use std::sync::atomic::Ordering;

use bench_support::Clock;
use par_region::{AtomicF64, Monitor, RegionLock, WorkerPool};

use crate::Result;

/// Sum computed by one kernel invocation, together with the wall time the parallel part took.
#[derive(Clone, Copy, Debug, PartialEq)]
pub struct KernelOutcome {
    sum: f64,
    seconds: f64,
}

impl KernelOutcome {
    /// Records a sum and the seconds it took to compute.
    #[must_use]
    pub fn new(sum: f64, seconds: f64) -> Self {
        Self { sum, seconds }
    }

    /// The sum of all elements.
    #[must_use]
    pub fn sum(&self) -> f64 {
        self.sum
    }

    /// Seconds spent in the parallel region and the final merge.
    #[must_use]
    pub fn seconds(&self) -> f64 {
        self.seconds
    }
}

/// Sums the array on the calling thread, visiting elements in index order.
///
/// This is the reference every parallel strategy is compared against.
#[must_use]
pub fn sequential_sum(values: &[f64]) -> f64 {
    let mut sum = 0.0;

    for value in values {
        sum += value;
    }

    sum
}

/// Every worker folds its static share into a private partial; the partials are combined in
/// worker id order after the region.
///
/// # Errors
///
/// Fails if the parallel region cannot be started.
#[expect(
    clippy::indexing_slicing,
    reason = "the reduced range is exactly the index range of the slice"
)]
pub fn reduction_sum(pool: &WorkerPool, values: &[f64]) -> Result<KernelOutcome> {
    let clock = Clock::new();

    let (sum, seconds) = clock.measure(|| {
        pool.parallel_reduce(
            0..values.len(),
            0.0,
            |partial, index| partial + values[index],
            |left, right| left + right,
        )
    });

    Ok(KernelOutcome { sum: sum?, seconds })
}

/// Every worker sums its static share privately, then adds the partial to the shared total
/// inside an anonymous monitor.
///
/// # Errors
///
/// Fails if the parallel region cannot be started.
pub fn critical_sum(pool: &WorkerPool, values: &[f64]) -> Result<KernelOutcome> {
    let total = Monitor::new(0.0);
    let clock = Clock::new();

    let (region, seconds) = clock.measure(|| {
        pool.run(|ctx| {
            let partial = sequential_sum(share(values, ctx.static_share(values.len())));
            total.enter(|sum| *sum += partial);
        })
    });
    region?;

    Ok(KernelOutcome {
        sum: total.into_inner(),
        seconds,
    })
}

/// Every worker adds each element of its static share to an atomic total, one element at a time.
///
/// This makes one contended read-modify-write per element and is expected to be the slowest
/// strategy by a wide margin.
///
/// # Errors
///
/// Fails if the parallel region cannot be started.
pub fn atomic_sum(pool: &WorkerPool, values: &[f64]) -> Result<KernelOutcome> {
    let total = AtomicF64::new(0.0);
    let clock = Clock::new();

    let (region, seconds) = clock.measure(|| {
        pool.run(|ctx| {
            for value in share(values, ctx.static_share(values.len())) {
                total.fetch_add(*value, Ordering::Relaxed);
            }
        })
    });
    region?;

    Ok(KernelOutcome {
        sum: total.into_inner(),
        seconds,
    })
}

/// Every worker computes its own block boundaries from its id, sums the block privately and adds
/// the partial to the shared total inside an anonymous monitor.
///
/// Blocks are `⌊N/W⌋` elements long and the last worker takes whatever remains.
///
/// # Errors
///
/// Fails if the parallel region cannot be started.
pub fn manual_sum(pool: &WorkerPool, values: &[f64]) -> Result<KernelOutcome> {
    let total = Monitor::new(0.0);
    let clock = Clock::new();

    let (region, seconds) = clock.measure(|| {
        pool.run(|ctx| {
            let partial = sequential_sum(share(values, ctx.manual_share(values.len())));
            total.enter(|sum| *sum += partial);
        })
    });
    region?;

    Ok(KernelOutcome {
        sum: total.into_inner(),
        seconds,
    })
}

/// Every worker sums its static share privately, then adds the partial to the shared total
/// while holding a named lock.
///
/// The lock is created before timing starts and consumed after timing ends.
///
/// # Errors
///
/// Fails if the parallel region cannot be started.
pub fn lock_sum(pool: &WorkerPool, values: &[f64]) -> Result<KernelOutcome> {
    let total = RegionLock::new("reduction_total", 0.0);
    let clock = Clock::new();

    let (region, seconds) = clock.measure(|| {
        pool.run(|ctx| {
            let partial = sequential_sum(share(values, ctx.static_share(values.len())));

            let mut sum = total.acquire();
            *sum += partial;
            sum.release();
        })
    });
    region?;

    Ok(KernelOutcome {
        sum: total.into_inner(),
        seconds,
    })
}

#[expect(
    clippy::indexing_slicing,
    reason = "shares come from partitioning values.len(), a share out of bounds is a partition bug"
)]
fn share(values: &[f64], indexes: std::ops::Range<usize>) -> &[f64] {
    &values[indexes]
}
┄┄┄┄┄┄┄┄┄┄
**Required work**
Which lines of the entries above contain the word "time"? Copy each of them.

**Solution to the problem**
/// Sum computed by one kernel invocation, together with the wall time the parallel part took.
/// Every worker adds each element of its static share to an atomic total, one element at a time.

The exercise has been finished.